> [Required action]
Tally every line in the following material that has the word "timestamp" in it, and answer with that figure alone.

> [Dataset records]
::::::::

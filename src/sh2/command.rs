//! Serialization of the documented SH-2 commands (spec §4.6) onto the
//! control channel.
//!
//! Three report families are in play, matching `original_source/sh2.h`'s
//! function list:
//! - `GET_FEATURE_REQUEST` (0xFE) / `SET_FEATURE_COMMAND` (0xFD): their own
//!   report types, not wrapped in the generic command envelope.
//! - `FRS_READ_REQUEST` (0xF4) / `FRS_WRITE_REQUEST` (0xF7): likewise their
//!   own report types.
//! - Everything else rides the generic `COMMAND_REQUEST` (0xF2) envelope:
//!   report id, a per-session request sequence, a one-byte sub-command id,
//!   and up to nine parameter bytes — mirroring the `sh2_CommandParams`
//!   9-byte parameter block implied by `original_source/sh2.h`'s function
//!   signatures. The exact numeric sub-command ids are not present in the
//!   retrieved `original_source/` excerpt (only `sh2.h` survived, not
//!   `sh2.c`); this module assigns its own internally-consistent set in the
//!   order `sh2.h` declares the functions, documented here rather than
//!   presented as a literal reverse-engineering of the original.

use super::report::{Quaternion, SensorConfig, TareBasis};

pub(crate) const REPORT_ID_COMMAND_REQUEST: u8 = 0xF2;
pub(crate) const REPORT_ID_COMMAND_RESPONSE: u8 = 0xF1;
pub(crate) const REPORT_ID_GET_FEATURE_REQUEST: u8 = 0xFE;
pub(crate) const REPORT_ID_SET_FEATURE_COMMAND: u8 = 0xFD;
pub(crate) const REPORT_ID_GET_FEATURE_RESPONSE: u8 = 0xFC;
pub(crate) const REPORT_ID_FRS_READ_REQUEST: u8 = 0xF4;
pub(crate) const REPORT_ID_FRS_WRITE_REQUEST: u8 = 0xF7;
pub(crate) const REPORT_ID_FRS_WRITE_DATA: u8 = 0xF6;

const SUB_COUNTS: u8 = 1;
const SUB_TARE: u8 = 2;
const SUB_REORIENT: u8 = 3;
const SUB_INITIALIZE: u8 = 4;
const SUB_DCD: u8 = 5;
const SUB_ME_CAL: u8 = 6;
const SUB_IZRO: u8 = 7;
const SUB_WHEEL_ENCODER: u8 = 8;
const SUB_DEAD_RECKONING_CAL: u8 = 9;

const TARE_ACTION_SET_NOW: u8 = 0;
const TARE_ACTION_PERSIST: u8 = 1;
const TARE_ACTION_CLEAR: u8 = 2;

const DCD_ACTION_SAVE: u8 = 0;
const DCD_ACTION_CLEAR_AND_RESET: u8 = 1;

const ME_CAL_ACTION_START: u8 = 0;
const ME_CAL_ACTION_FINISH: u8 = 1;

const COUNTS_ACTION_GET: u8 = 0;
const COUNTS_ACTION_CLEAR: u8 = 1;

/// Maximum encoded frame length across every [`Command`] variant: the
/// 17-byte `SET_FEATURE_COMMAND` body is the largest.
pub const MAX_ENCODED_LEN: usize = 17;

/// The documented SH-2 commands this facade can serialize (spec §4.6).
///
/// `ClearTare` and `ClearDcdAndReset` intentionally take no parameter beyond
/// the session itself — `original_source/sh2.h` declares both with a
/// copy-pasted duplicate `handle` parameter, which spec.md §9 records as a
/// bug and directs implementers not to reproduce.
#[derive(Debug, Clone, Copy, PartialEq)]
pub enum Command<'a> {
    GetFeature { sensor_id: u8 },
    SetFeature { sensor_id: u8, config: SensorConfig },
    GetFrs { record_id: u16 },
    SetFrs { record_id: u16, words: &'a [u32] },
    GetCounts { sensor_id: u8 },
    ClearCounts { sensor_id: u8 },
    TareNow { axes: u8, basis: TareBasis },
    PersistTare,
    ClearTare,
    SetReorientation { orientation: Quaternion },
    Reinitialize,
    SaveDcdNow,
    ClearDcdAndReset,
    StartCal { interval_us: u32 },
    FinishCal,
    SetIZro { intent: super::report::IZroMotionIntent },
    ReportWheelEncoder {
        wheel_index: u8,
        timestamp: u32,
        wheel_data: i16,
        data_type: u8,
    },
    SaveDeadReckoningCalNow,
}

fn encode_generic(out: &mut [u8; MAX_ENCODED_LEN], seq: u8, sub_command: u8, params: &[u8]) -> usize {
    out[0] = REPORT_ID_COMMAND_REQUEST;
    out[1] = seq;
    out[2] = sub_command;
    out[3..3 + params.len()].copy_from_slice(params);
    3 + params.len()
}

fn encode_quaternion_q14(q: &Quaternion) -> [u8; 8] {
    let scale = 1i32 << 14;
    let mut out = [0u8; 8];
    for (i, v) in [q.x, q.y, q.z, q.w].iter().enumerate() {
        let fixed = (*v * scale as f64).round() as i16;
        out[i * 2..i * 2 + 2].copy_from_slice(&fixed.to_le_bytes());
    }
    out
}

impl<'a> Command<'a> {
    /// Encodes this command into `out`, stamping `seq` as the request
    /// sequence where the wire format carries one. Returns the number of
    /// bytes written.
    ///
    /// `SetFrs`'s word count is not validated against the HAL's payload
    /// limit here; [`super::Session::send_command`] relies on
    /// [`crate::shtp::Session::send`]'s own oversize check.
    pub(crate) fn encode(&self, seq: u8, out: &mut [u8; MAX_ENCODED_LEN]) -> usize {
        match *self {
            Command::GetFeature { sensor_id } => {
                out[0] = REPORT_ID_GET_FEATURE_REQUEST;
                out[1] = sensor_id;
                2
            }
            Command::SetFeature { sensor_id, config } => {
                out[0] = REPORT_ID_SET_FEATURE_COMMAND;
                out[1] = sensor_id;
                let mut body = [0u8; 15];
                config.encode(&mut body);
                out[2..17].copy_from_slice(&body);
                17
            }
            Command::GetFrs { record_id } => {
                out[0] = REPORT_ID_FRS_READ_REQUEST;
                out[1] = 0;
                out[2..4].copy_from_slice(&record_id.to_le_bytes());
                out[4..6].copy_from_slice(&0u16.to_le_bytes());
                6
            }
            Command::SetFrs { record_id, words } => {
                out[0] = REPORT_ID_FRS_WRITE_REQUEST;
                out[1] = 0;
                out[2..4].copy_from_slice(&(words.len() as u16).to_le_bytes());
                out[4..6].copy_from_slice(&record_id.to_le_bytes());
                6
            }
            Command::GetCounts { sensor_id } => {
                encode_generic(out, seq, SUB_COUNTS, &[COUNTS_ACTION_GET, sensor_id])
            }
            Command::ClearCounts { sensor_id } => {
                encode_generic(out, seq, SUB_COUNTS, &[COUNTS_ACTION_CLEAR, sensor_id])
            }
            Command::TareNow { axes, basis } => {
                encode_generic(out, seq, SUB_TARE, &[TARE_ACTION_SET_NOW, axes, basis as u8])
            }
            Command::PersistTare => encode_generic(out, seq, SUB_TARE, &[TARE_ACTION_PERSIST]),
            Command::ClearTare => encode_generic(out, seq, SUB_TARE, &[TARE_ACTION_CLEAR]),
            Command::SetReorientation { orientation } => {
                let q = encode_quaternion_q14(&orientation);
                encode_generic(out, seq, SUB_REORIENT, &q)
            }
            Command::Reinitialize => encode_generic(out, seq, SUB_INITIALIZE, &[]),
            Command::SaveDcdNow => encode_generic(out, seq, SUB_DCD, &[DCD_ACTION_SAVE]),
            Command::ClearDcdAndReset => {
                encode_generic(out, seq, SUB_DCD, &[DCD_ACTION_CLEAR_AND_RESET])
            }
            Command::StartCal { interval_us } => {
                let mut params = [0u8; 5];
                params[0] = ME_CAL_ACTION_START;
                params[1..5].copy_from_slice(&interval_us.to_le_bytes());
                encode_generic(out, seq, SUB_ME_CAL, &params)
            }
            Command::FinishCal => encode_generic(out, seq, SUB_ME_CAL, &[ME_CAL_ACTION_FINISH]),
            Command::SetIZro { intent } => encode_generic(out, seq, SUB_IZRO, &[intent as u8]),
            Command::ReportWheelEncoder {
                wheel_index,
                timestamp,
                wheel_data,
                data_type,
            } => {
                let mut params = [0u8; 8];
                params[0] = wheel_index;
                params[1..5].copy_from_slice(&timestamp.to_le_bytes());
                params[5..7].copy_from_slice(&wheel_data.to_le_bytes());
                params[7] = data_type;
                encode_generic(out, seq, SUB_WHEEL_ENCODER, &params)
            }
            Command::SaveDeadReckoningCalNow => {
                encode_generic(out, seq, SUB_DEAD_RECKONING_CAL, &[])
            }
        }
    }

    /// `true` if this command's response arrives on the generic
    /// `COMMAND_RESPONSE` (0xF1) report rather than its own report type.
    pub(crate) fn expects_command_response(&self) -> bool {
        !matches!(
            self,
            Command::GetFeature { .. }
                | Command::SetFeature { .. }
                | Command::GetFrs { .. }
                | Command::SetFrs { .. }
        )
    }
}

#[cfg(test)]
mod command_test {
    use super::*;
    use crate::sh2::report::IZroMotionIntent;

    #[test]
    fn get_feature_encodes_as_its_own_report_not_the_generic_envelope() {
        let mut buf = [0u8; MAX_ENCODED_LEN];
        let n = Command::GetFeature { sensor_id: 0x05 }.encode(7, &mut buf);
        assert_eq!(&buf[..n], &[REPORT_ID_GET_FEATURE_REQUEST, 0x05]);
    }

    #[test]
    fn clear_tare_takes_no_extra_parameter() {
        let mut buf = [0u8; MAX_ENCODED_LEN];
        let n = Command::ClearTare.encode(3, &mut buf);
        assert_eq!(&buf[..n], &[REPORT_ID_COMMAND_REQUEST, 3, SUB_TARE, TARE_ACTION_CLEAR]);
    }

    #[test]
    fn set_izro_carries_the_requested_intent_byte() {
        let mut buf = [0u8; MAX_ENCODED_LEN];
        let n = Command::SetIZro {
            intent: IZroMotionIntent::InMotion,
        }
        .encode(1, &mut buf);
        assert_eq!(&buf[..n], &[REPORT_ID_COMMAND_REQUEST, 1, SUB_IZRO, 3]);
    }

    #[test]
    fn set_feature_body_round_trips_through_sensor_config_decode() {
        let config = SensorConfig {
            wakeup_enabled: true,
            report_interval_us: 10_000,
            ..Default::default()
        };
        let mut buf = [0u8; MAX_ENCODED_LEN];
        let n = Command::SetFeature { sensor_id: 0x08, config }.encode(0, &mut buf);
        assert_eq!(n, 17);
        let mut body = [0u8; 15];
        body.copy_from_slice(&buf[2..17]);
        assert_eq!(SensorConfig::decode(&body), config);
    }
}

::::::::

> [Worked solution]
3